- Problem details
Return all lines from the listing below in which "bytes" appears.

- Supplied material
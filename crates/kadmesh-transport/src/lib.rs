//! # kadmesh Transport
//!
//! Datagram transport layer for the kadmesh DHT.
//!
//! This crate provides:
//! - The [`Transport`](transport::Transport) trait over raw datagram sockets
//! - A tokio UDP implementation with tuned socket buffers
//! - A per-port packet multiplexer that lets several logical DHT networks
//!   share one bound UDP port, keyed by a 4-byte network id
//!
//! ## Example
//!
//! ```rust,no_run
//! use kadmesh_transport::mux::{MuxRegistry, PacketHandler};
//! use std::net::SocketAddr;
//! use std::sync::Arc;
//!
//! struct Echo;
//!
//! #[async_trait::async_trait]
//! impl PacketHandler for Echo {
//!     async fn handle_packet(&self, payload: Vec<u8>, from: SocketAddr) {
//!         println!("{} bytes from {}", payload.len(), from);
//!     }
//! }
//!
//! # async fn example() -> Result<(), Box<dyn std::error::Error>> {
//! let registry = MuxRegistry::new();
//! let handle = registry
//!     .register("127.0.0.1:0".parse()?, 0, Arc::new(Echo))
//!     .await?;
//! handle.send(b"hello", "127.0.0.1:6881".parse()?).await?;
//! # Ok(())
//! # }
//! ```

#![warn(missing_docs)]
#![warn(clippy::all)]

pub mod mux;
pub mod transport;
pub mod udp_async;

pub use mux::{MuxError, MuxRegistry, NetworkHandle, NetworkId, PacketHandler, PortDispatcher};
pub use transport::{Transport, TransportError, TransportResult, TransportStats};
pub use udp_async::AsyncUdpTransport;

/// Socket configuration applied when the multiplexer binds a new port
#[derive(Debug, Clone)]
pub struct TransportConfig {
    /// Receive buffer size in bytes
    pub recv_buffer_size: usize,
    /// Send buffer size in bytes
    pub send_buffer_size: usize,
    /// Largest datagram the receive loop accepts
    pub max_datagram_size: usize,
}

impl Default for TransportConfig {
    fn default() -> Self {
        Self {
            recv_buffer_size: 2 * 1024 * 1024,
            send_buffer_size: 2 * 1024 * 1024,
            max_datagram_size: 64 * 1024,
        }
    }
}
--
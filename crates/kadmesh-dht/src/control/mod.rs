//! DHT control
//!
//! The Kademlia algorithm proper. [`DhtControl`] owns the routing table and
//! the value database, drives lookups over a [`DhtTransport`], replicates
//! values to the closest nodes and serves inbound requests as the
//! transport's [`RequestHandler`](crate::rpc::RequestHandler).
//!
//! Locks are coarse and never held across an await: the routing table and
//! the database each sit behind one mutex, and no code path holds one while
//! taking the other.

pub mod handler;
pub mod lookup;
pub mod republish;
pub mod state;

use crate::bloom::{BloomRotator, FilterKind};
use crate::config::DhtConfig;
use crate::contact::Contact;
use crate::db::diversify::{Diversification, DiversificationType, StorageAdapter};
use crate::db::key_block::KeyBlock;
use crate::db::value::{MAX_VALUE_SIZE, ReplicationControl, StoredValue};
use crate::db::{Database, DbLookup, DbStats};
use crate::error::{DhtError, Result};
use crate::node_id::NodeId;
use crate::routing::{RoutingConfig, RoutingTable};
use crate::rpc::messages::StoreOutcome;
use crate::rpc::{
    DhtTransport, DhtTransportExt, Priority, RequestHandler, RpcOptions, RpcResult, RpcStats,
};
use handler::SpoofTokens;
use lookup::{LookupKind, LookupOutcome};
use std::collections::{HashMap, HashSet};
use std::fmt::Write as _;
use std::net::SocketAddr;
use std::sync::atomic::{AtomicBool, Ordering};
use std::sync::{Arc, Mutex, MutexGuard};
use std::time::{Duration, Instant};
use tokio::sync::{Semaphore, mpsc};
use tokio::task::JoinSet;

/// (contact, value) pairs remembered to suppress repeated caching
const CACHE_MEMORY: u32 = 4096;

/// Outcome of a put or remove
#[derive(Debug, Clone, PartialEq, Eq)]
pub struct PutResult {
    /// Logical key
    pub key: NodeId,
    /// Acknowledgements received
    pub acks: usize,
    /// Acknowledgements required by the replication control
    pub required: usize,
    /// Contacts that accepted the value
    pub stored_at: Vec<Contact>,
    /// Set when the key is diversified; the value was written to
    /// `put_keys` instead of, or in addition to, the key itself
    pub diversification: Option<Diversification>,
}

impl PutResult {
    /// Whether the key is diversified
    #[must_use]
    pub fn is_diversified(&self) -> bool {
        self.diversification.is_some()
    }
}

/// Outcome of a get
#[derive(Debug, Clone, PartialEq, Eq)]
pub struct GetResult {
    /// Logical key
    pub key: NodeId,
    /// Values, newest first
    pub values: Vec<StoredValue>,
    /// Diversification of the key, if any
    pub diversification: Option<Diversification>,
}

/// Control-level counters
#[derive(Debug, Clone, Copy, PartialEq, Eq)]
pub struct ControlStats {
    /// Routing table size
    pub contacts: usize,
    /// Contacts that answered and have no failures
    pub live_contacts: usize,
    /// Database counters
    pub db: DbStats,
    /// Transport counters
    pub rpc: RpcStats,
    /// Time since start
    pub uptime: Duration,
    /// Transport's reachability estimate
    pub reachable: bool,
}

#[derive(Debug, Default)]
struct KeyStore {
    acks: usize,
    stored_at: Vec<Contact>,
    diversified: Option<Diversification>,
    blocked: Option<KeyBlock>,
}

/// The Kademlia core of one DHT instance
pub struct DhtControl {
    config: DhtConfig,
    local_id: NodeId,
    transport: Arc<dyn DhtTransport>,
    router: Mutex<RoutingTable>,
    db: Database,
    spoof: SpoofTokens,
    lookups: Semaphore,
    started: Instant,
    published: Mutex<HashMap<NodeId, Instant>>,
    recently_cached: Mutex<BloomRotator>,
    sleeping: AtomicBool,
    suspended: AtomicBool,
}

- Answer for the task
//!         println!("{} bytes from {}", payload.len(), from);
    /// Receive buffer size in bytes
    /// Send buffer size in bytes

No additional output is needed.